▶ TASK DIRECTIONS: Your answer should show every line of the material below that includes "tracing".

▶ INFORMATION GIVEN:

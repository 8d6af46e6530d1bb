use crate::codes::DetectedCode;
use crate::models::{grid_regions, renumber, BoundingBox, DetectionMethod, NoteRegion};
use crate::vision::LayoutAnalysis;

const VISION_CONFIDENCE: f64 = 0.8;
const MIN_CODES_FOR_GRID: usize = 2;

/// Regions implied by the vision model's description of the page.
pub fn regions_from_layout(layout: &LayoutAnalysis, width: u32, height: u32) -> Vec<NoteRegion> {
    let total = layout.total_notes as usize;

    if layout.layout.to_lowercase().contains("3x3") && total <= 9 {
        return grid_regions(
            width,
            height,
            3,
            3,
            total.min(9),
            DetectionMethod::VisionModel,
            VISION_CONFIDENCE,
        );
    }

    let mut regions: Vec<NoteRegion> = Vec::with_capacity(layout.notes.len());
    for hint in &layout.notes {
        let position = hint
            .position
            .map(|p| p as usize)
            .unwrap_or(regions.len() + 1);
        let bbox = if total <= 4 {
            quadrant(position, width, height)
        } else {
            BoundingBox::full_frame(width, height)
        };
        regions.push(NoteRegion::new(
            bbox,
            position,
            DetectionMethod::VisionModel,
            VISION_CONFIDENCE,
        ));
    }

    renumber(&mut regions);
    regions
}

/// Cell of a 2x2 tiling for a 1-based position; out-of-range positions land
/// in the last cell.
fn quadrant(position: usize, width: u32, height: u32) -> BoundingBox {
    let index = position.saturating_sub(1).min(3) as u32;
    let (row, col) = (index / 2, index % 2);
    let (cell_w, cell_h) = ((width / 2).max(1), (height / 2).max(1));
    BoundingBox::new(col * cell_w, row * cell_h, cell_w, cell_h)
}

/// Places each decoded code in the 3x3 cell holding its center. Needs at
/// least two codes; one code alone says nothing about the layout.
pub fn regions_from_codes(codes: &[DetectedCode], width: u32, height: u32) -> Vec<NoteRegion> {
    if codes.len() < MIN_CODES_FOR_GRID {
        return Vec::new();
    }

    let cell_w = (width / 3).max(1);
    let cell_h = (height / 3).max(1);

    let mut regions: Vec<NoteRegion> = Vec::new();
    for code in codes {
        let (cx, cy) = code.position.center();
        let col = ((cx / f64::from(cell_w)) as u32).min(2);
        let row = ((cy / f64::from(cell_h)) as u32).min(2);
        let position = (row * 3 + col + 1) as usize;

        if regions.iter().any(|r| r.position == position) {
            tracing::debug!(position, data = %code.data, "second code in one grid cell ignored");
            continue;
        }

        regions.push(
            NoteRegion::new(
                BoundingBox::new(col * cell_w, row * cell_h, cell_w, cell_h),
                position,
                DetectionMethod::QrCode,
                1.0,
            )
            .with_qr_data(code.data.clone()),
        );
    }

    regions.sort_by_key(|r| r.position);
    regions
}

---

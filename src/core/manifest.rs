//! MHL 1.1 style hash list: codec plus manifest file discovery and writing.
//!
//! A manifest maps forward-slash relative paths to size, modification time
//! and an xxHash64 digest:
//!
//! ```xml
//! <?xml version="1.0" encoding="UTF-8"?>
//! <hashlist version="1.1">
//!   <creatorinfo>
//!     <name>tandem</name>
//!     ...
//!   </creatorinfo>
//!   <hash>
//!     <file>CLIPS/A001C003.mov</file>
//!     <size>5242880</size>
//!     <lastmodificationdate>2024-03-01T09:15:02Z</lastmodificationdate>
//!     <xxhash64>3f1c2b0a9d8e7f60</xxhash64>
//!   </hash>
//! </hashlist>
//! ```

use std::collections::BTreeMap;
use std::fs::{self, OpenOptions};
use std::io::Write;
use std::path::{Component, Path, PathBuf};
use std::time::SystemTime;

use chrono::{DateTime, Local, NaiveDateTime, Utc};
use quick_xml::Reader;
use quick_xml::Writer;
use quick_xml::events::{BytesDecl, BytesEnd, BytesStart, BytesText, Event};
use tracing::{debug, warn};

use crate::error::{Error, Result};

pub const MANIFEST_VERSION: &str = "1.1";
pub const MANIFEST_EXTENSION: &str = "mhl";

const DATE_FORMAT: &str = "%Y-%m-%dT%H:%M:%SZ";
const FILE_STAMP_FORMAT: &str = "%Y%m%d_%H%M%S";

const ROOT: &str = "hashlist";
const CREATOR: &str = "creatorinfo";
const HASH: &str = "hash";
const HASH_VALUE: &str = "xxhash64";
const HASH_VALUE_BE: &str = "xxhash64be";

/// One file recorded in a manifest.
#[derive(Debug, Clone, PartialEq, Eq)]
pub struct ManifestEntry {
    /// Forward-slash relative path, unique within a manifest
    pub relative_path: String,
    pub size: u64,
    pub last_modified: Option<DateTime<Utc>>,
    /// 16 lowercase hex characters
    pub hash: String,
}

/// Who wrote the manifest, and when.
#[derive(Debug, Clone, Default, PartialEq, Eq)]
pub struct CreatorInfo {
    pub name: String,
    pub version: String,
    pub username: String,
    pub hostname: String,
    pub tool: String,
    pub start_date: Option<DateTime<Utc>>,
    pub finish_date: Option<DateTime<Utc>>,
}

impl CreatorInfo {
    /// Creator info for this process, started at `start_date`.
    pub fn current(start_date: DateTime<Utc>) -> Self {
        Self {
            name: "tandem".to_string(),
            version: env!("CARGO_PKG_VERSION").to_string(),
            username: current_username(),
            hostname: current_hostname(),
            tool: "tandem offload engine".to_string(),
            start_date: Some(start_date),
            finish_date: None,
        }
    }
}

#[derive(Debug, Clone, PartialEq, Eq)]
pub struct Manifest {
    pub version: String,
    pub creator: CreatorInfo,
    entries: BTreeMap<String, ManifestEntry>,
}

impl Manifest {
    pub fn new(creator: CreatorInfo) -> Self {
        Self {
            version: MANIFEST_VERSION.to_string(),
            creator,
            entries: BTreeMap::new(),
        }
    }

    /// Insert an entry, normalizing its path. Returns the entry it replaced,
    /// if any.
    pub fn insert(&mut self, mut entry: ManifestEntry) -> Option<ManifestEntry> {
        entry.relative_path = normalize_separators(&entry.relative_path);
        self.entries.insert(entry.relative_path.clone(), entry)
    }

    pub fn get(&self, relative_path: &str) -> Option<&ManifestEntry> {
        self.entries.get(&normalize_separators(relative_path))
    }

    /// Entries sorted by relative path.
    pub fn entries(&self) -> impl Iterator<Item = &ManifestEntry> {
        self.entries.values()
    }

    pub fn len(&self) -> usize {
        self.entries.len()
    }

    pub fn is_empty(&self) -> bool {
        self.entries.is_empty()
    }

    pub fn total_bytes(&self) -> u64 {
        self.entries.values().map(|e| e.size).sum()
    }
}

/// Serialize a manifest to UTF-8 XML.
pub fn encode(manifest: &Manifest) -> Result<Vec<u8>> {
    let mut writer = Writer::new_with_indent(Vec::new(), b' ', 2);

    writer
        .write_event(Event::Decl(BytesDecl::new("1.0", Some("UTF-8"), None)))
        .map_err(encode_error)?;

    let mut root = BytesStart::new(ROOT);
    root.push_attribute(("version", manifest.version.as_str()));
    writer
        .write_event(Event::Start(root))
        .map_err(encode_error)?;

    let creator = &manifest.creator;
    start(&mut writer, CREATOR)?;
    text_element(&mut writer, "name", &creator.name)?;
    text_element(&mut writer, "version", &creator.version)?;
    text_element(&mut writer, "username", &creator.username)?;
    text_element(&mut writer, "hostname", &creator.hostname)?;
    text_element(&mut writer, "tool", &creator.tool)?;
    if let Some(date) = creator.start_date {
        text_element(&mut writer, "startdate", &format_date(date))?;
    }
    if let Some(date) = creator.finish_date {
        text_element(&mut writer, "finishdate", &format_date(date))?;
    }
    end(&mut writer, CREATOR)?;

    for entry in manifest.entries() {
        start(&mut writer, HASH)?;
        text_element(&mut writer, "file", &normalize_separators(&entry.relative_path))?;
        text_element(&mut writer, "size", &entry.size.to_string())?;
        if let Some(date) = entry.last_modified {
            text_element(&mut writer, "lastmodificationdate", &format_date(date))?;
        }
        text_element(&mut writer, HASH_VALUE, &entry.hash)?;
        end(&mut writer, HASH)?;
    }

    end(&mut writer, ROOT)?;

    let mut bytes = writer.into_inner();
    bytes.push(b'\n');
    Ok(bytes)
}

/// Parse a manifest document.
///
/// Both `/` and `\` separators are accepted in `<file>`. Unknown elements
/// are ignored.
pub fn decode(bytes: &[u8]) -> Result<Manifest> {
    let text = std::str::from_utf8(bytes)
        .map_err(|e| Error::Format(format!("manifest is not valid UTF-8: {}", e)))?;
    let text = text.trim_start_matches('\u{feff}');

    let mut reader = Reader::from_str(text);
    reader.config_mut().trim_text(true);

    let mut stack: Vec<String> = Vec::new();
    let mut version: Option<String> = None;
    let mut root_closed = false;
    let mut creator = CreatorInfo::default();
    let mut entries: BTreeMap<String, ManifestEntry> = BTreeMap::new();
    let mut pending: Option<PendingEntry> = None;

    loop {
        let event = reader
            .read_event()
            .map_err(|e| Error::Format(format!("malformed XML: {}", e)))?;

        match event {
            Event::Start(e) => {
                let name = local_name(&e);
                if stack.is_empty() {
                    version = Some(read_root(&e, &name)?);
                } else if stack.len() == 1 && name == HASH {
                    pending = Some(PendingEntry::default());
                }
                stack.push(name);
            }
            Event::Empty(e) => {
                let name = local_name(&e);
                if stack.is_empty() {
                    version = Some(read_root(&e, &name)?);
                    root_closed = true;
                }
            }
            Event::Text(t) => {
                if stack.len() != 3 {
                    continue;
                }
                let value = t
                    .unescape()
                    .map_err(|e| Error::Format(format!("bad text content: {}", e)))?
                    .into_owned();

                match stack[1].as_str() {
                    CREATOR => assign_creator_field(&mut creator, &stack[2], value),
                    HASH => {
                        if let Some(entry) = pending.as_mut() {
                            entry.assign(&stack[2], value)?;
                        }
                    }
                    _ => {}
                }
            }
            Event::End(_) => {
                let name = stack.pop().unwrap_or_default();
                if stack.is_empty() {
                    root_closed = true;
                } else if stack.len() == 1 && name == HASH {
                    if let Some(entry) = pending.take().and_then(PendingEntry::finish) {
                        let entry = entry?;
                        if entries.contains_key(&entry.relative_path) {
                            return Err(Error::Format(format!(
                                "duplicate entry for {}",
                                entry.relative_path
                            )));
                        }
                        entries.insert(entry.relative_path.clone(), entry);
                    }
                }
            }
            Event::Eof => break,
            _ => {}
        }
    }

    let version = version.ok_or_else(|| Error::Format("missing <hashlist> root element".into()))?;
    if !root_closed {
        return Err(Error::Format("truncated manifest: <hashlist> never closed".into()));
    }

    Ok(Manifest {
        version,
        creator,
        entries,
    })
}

▶ ANSWER SPACE:
            tracing::debug!(position, data = %code.data, "second code in one grid cell ignored");
use tracing::{debug, warn};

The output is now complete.